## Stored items
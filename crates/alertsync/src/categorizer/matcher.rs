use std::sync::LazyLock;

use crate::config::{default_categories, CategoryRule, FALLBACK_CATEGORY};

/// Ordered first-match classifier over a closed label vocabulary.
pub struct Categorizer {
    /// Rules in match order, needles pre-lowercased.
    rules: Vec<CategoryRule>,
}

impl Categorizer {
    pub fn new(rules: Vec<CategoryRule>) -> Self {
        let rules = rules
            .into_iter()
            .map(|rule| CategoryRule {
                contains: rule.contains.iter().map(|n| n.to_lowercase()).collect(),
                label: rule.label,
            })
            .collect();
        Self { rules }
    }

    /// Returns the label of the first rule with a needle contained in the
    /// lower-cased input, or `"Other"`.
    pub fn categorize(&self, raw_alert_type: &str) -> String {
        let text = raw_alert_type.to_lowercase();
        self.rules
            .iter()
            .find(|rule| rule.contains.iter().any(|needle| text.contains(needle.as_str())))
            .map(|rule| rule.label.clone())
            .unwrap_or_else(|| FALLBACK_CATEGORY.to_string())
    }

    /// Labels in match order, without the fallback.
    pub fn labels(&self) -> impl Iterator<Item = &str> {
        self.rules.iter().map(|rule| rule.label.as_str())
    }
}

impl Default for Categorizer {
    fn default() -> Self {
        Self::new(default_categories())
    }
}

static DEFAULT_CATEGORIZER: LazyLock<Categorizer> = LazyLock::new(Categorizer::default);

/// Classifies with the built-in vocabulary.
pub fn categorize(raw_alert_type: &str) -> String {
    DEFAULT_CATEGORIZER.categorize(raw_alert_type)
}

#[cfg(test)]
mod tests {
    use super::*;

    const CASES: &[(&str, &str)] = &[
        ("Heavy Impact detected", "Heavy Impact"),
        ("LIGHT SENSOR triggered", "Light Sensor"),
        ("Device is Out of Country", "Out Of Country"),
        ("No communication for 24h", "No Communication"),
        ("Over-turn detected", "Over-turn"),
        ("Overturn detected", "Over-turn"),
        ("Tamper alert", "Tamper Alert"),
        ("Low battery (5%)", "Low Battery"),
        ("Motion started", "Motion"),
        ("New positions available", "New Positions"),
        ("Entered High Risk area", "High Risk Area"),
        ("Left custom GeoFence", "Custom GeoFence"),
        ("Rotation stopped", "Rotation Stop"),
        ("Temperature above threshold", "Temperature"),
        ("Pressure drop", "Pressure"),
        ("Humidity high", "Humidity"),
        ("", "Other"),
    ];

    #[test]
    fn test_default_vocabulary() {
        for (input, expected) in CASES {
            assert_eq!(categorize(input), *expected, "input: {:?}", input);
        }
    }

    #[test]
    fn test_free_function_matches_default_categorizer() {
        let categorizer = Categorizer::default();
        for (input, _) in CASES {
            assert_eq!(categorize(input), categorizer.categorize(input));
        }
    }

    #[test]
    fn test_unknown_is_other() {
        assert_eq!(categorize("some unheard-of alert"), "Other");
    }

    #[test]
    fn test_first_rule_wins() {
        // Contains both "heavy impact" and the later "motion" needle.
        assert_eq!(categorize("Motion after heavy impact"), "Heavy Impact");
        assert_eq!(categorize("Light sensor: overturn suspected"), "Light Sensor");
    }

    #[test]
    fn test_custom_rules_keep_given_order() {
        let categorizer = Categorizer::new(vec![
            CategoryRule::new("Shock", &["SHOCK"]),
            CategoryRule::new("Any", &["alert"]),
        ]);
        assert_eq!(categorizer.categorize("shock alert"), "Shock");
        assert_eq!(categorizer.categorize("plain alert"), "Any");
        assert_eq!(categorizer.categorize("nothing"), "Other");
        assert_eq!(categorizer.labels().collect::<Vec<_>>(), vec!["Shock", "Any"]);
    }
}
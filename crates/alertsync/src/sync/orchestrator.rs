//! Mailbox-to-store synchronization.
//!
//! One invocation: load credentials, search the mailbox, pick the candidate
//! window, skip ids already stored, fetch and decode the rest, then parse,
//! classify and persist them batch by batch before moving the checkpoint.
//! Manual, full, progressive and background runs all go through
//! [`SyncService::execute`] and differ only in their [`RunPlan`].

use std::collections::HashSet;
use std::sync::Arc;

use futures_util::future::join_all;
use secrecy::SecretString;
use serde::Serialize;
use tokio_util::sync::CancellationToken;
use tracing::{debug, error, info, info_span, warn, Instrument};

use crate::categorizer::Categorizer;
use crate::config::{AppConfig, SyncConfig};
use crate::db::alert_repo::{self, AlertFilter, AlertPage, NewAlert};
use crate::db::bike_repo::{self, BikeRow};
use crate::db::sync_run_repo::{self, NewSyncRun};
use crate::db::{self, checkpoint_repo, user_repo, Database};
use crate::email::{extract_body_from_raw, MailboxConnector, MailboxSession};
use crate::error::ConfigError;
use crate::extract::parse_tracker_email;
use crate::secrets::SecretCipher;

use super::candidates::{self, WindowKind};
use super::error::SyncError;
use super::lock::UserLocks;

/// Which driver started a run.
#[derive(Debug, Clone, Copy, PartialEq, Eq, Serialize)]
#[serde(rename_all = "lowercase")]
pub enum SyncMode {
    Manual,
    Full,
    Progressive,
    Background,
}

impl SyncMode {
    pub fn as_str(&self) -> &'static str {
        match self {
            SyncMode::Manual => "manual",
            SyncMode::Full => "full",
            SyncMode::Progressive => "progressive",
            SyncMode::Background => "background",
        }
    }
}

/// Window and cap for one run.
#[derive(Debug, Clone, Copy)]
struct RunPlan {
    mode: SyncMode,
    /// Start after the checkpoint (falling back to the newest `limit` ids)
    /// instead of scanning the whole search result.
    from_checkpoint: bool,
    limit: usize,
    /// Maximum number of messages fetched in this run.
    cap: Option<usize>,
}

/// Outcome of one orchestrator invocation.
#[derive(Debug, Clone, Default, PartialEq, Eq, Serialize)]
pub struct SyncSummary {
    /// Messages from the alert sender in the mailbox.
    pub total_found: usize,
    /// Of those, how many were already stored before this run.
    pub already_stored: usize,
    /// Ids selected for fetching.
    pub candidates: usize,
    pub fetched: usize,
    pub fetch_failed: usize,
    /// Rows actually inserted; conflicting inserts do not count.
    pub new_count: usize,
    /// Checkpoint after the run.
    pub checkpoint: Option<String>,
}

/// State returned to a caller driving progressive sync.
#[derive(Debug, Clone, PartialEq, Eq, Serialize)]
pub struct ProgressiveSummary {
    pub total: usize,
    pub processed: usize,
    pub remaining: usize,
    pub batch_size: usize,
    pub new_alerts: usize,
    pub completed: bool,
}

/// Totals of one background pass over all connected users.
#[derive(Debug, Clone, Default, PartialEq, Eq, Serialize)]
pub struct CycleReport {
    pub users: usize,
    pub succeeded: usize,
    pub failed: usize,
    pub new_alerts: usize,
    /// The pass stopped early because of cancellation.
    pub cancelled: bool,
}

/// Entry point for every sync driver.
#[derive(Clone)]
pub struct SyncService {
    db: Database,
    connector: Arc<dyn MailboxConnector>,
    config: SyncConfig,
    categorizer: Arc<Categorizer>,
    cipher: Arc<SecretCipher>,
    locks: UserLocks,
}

## What is expected
Scan the lines above, and whenever one holds the string "MailboxConnector", copy it.

## Solution for this task
use crate::email::{extract_body_from_raw, MailboxConnector, MailboxSession};
    connector: Arc<dyn MailboxConnector>,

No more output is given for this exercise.